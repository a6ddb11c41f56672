//! Reusable motion-rule fixtures.
//!
//! - [`DriftRule`]: moves by a fixed step from the body's own previous position.
//! - [`RejectingRule`]: always returns [`BodyFault::Rejected`].
//! - [`FaultAfterRule`]: circular orbit for N calls, then rejects.
//! - [`PanickingRule`]: panics on every call.
//! - [`NanRule`]: returns a NaN position.
//! - [`SlowRule`]: circular orbit after a fixed delay.

use std::sync::atomic::{AtomicUsize, Ordering};
use std::time::Duration;

use orrery_core::{BodyFault, CircularOrbit, Motion, MotionInput, MotionRule, Position};

/// Adds `step` to the body's previous position every tick.
///
/// The angle is left unchanged. Useful for making positions a direct
/// function of the tick number.
#[derive(Clone, Copy, Debug)]
pub struct DriftRule {
    pub step: Position,
}

impl DriftRule {
    pub fn new(step: Position) -> Self {
        Self { step }
    }
}

impl MotionRule for DriftRule {
    fn name(&self) -> &str {
        "drift"
    }

    fn advance(&self, input: &MotionInput) -> Result<Motion, BodyFault> {
        Ok(Motion {
            angle: input.angle,
            position: Position::new(
                input.previous.x + self.step.x,
                input.previous.y + self.step.y,
            ),
        })
    }
}

/// Rejects every update.
#[derive(Clone, Copy, Debug, Default)]
pub struct RejectingRule;

impl MotionRule for RejectingRule {
    fn name(&self) -> &str {
        "rejecting"
    }

    fn advance(&self, _input: &MotionInput) -> Result<Motion, BodyFault> {
        Err(BodyFault::Rejected {
            reason: "rejected by fixture".into(),
        })
    }
}

/// Behaves like [`CircularOrbit`] for `succeed_count` calls, then rejects.
#[derive(Debug)]
pub struct FaultAfterRule {
    pub succeed_count: usize,
    call_count: AtomicUsize,
}

impl FaultAfterRule {
    /// Create a rule that succeeds `succeed_count` times then fails.
    pub fn new(succeed_count: usize) -> Self {
        Self {
            succeed_count,
            call_count: AtomicUsize::new(0),
        }
    }

    /// How many times `advance()` has been called.
    pub fn calls(&self) -> usize {
        self.call_count.load(Ordering::Relaxed)
    }
}

impl MotionRule for FaultAfterRule {
    fn name(&self) -> &str {
        "fault_after"
    }

    fn advance(&self, input: &MotionInput) -> Result<Motion, BodyFault> {
        let n = self.call_count.fetch_add(1, Ordering::Relaxed);
        if n >= self.succeed_count {
            return Err(BodyFault::Rejected {
                reason: format!("fault_after: call {n} exceeds {}", self.succeed_count),
            });
        }
        CircularOrbit.advance(input)
    }
}

/// Panics on every call.
#[derive(Clone, Copy, Debug, Default)]
pub struct PanickingRule;

impl MotionRule for PanickingRule {
    fn name(&self) -> &str {
        "panicking"
    }

    fn advance(&self, _input: &MotionInput) -> Result<Motion, BodyFault> {
        panic!("fixture panic");
    }
}

/// Produces a NaN position.
#[derive(Clone, Copy, Debug, Default)]
pub struct NanRule;

impl MotionRule for NanRule {
    fn name(&self) -> &str {
        "nan"
    }

    fn advance(&self, input: &MotionInput) -> Result<Motion, BodyFault> {
        Ok(Motion {
            angle: input.angle,
            position: Position::new(f64::NAN, 0.0),
        })
    }
}

/// Sleeps for `delay`, then behaves like [`CircularOrbit`].
///
/// Stretches a tick's compute phase for pacing and cancellation tests.
#[derive(Clone, Copy, Debug)]
pub struct SlowRule {
    pub delay: Duration,
}

impl SlowRule {
    pub fn new(delay: Duration) -> Self {
        Self { delay }
    }
}

impl MotionRule for SlowRule {
    fn name(&self) -> &str {
        "slow"
    }

    fn advance(&self, input: &MotionInput) -> Result<Motion, BodyFault> {
        std::thread::sleep(self.delay);
        CircularOrbit.advance(input)
    }
}

#[cfg(test)]
mod tests {
    use super::*;

    fn input() -> MotionInput {
        MotionInput {
            owner: None,
            previous: Position::new(2.0, 3.0),
            origin: Position::ORIGIN,
            angle: 0.5,
            speed: 0.1,
            radius: 1.0,
        }
    }

    #[test]
    fn drift_adds_step_to_previous() {
        let m = DriftRule::new(Position::new(1.0, -1.0))
            .advance(&input())
            .unwrap();
        assert_eq!(m.position, Position::new(3.0, 2.0));
        assert_eq!(m.angle, 0.5);
    }

    #[test]
    fn fault_after_counts_calls() {
        let rule = FaultAfterRule::new(2);
        assert!(rule.advance(&input()).is_ok());
        assert!(rule.advance(&input()).is_ok());
        assert!(matches!(
            rule.advance(&input()),
            Err(BodyFault::Rejected { .. })
        ));
        assert_eq!(rule.calls(), 3);
    }

    #[test]
    fn nan_rule_output_is_not_finite() {
        let m = NanRule.advance(&input()).unwrap();
        assert!(!m.position.is_finite());
    }
}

------------------------------------------------------------------------

§ **How to complete this task**: Work out how many lines in the records above contain the word "times". State only that number.

§ **Solution for this exercise**: 2